(Saved entries)
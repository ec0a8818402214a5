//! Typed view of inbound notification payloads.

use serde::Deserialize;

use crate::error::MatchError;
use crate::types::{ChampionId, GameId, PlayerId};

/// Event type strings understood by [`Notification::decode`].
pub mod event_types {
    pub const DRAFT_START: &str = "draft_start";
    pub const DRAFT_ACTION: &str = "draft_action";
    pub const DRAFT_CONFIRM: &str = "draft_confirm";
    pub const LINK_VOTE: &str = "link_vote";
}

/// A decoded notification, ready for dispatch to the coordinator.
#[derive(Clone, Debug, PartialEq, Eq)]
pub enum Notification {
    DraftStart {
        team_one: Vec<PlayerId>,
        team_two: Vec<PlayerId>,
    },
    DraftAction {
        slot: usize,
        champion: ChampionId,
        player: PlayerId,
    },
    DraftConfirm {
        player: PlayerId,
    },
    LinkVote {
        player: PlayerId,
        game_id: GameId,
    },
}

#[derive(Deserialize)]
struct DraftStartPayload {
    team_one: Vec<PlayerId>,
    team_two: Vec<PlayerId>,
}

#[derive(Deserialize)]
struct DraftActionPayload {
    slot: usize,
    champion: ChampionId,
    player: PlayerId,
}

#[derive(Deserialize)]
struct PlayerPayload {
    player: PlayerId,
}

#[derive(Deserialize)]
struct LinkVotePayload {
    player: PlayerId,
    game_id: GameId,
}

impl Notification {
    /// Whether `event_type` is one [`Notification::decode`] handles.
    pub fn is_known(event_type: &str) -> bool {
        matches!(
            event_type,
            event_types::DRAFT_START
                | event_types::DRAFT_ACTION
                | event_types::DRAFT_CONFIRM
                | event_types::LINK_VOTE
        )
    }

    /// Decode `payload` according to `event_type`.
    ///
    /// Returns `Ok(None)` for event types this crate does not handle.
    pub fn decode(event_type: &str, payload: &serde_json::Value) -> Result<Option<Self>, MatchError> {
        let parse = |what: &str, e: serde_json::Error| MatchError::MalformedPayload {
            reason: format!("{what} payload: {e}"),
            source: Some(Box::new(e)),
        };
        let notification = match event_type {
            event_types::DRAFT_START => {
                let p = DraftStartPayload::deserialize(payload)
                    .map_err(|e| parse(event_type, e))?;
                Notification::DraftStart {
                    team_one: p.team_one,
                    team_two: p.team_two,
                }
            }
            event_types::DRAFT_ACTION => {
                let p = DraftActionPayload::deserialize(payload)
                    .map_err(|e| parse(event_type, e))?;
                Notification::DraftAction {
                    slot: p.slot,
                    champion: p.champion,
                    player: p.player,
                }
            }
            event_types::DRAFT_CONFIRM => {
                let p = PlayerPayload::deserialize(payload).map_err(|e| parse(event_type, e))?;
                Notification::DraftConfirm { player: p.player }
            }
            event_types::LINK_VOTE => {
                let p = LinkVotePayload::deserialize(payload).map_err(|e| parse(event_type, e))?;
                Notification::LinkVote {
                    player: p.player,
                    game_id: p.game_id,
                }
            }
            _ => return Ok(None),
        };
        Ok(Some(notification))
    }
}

...

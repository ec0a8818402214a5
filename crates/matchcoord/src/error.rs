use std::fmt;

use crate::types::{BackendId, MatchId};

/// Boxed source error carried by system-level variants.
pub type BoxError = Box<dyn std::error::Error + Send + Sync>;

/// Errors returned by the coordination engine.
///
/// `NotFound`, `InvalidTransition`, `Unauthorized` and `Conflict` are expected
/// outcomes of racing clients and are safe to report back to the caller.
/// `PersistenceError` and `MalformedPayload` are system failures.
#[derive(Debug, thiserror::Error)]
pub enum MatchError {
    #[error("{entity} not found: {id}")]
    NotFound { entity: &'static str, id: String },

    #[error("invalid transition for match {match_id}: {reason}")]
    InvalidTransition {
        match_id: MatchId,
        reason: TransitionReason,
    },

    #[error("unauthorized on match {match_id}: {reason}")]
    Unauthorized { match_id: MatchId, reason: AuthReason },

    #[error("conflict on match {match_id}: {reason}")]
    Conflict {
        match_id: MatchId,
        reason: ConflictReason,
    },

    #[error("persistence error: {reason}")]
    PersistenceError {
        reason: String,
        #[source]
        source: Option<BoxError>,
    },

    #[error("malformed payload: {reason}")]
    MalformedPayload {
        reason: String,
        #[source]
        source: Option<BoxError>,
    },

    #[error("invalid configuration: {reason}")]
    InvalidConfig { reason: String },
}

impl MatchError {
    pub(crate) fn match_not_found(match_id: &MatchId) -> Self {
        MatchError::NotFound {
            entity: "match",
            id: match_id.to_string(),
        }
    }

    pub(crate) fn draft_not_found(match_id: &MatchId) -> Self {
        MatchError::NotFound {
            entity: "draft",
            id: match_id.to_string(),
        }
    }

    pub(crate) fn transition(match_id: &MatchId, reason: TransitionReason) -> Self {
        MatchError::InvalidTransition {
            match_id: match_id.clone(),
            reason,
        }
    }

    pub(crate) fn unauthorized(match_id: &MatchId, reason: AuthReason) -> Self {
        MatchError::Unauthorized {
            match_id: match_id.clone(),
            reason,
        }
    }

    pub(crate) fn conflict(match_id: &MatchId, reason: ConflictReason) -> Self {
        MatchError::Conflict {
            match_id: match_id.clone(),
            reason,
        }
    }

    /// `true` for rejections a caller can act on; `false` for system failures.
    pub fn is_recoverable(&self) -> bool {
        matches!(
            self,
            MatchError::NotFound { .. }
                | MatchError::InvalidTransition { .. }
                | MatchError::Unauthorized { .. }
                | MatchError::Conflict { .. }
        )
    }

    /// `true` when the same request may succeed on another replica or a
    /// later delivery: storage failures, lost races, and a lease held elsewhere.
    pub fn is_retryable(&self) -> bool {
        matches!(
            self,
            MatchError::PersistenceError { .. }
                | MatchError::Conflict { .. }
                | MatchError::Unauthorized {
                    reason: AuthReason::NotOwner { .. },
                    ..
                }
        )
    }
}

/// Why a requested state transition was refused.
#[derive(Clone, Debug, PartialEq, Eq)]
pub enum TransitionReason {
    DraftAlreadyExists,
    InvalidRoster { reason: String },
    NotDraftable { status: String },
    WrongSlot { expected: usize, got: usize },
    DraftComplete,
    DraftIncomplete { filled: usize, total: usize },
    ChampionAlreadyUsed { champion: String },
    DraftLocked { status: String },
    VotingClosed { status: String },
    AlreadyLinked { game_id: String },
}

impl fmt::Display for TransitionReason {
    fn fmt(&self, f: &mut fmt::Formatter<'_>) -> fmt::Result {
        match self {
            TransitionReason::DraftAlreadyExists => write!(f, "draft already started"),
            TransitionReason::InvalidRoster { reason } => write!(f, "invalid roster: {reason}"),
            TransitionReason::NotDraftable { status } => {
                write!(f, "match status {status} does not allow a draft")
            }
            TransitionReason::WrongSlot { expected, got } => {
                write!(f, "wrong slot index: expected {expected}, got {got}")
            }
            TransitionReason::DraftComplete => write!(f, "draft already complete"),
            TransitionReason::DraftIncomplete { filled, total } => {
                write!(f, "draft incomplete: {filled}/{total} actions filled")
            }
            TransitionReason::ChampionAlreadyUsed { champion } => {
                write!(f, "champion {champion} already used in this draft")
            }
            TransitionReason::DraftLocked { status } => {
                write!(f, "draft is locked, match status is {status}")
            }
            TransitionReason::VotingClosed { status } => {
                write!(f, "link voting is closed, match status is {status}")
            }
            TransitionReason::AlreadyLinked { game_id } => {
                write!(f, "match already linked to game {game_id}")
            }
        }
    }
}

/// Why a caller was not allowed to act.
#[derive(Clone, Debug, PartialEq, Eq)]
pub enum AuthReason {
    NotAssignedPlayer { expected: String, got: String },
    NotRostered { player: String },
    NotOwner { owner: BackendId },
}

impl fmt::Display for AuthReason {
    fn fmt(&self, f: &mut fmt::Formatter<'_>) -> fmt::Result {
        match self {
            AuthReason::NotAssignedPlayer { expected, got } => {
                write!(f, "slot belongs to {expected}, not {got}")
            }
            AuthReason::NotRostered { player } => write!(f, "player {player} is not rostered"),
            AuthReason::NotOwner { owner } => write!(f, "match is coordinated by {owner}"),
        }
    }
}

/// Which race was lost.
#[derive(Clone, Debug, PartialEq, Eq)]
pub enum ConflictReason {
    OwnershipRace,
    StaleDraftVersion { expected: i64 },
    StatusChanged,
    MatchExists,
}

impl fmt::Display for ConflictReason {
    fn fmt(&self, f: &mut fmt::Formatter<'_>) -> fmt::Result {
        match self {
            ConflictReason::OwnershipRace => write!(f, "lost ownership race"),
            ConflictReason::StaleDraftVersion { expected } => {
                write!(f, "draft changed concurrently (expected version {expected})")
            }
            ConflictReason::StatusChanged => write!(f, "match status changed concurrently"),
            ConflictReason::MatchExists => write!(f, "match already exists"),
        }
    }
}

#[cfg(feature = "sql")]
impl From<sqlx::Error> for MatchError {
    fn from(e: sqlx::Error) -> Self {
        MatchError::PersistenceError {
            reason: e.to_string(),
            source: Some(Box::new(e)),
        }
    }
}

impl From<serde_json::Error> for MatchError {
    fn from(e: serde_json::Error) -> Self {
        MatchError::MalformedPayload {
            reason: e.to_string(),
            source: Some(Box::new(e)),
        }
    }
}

— EXERCISE DESCRIPTION —
Note every line of the records that holds the word "InvalidTransition", and copy it.

— RESULT FOR THIS TASK —
/// `NotFound`, `InvalidTransition`, `Unauthorized` and `Conflict` are expected
    InvalidTransition {
        MatchError::InvalidTransition {
                | MatchError::InvalidTransition { .. }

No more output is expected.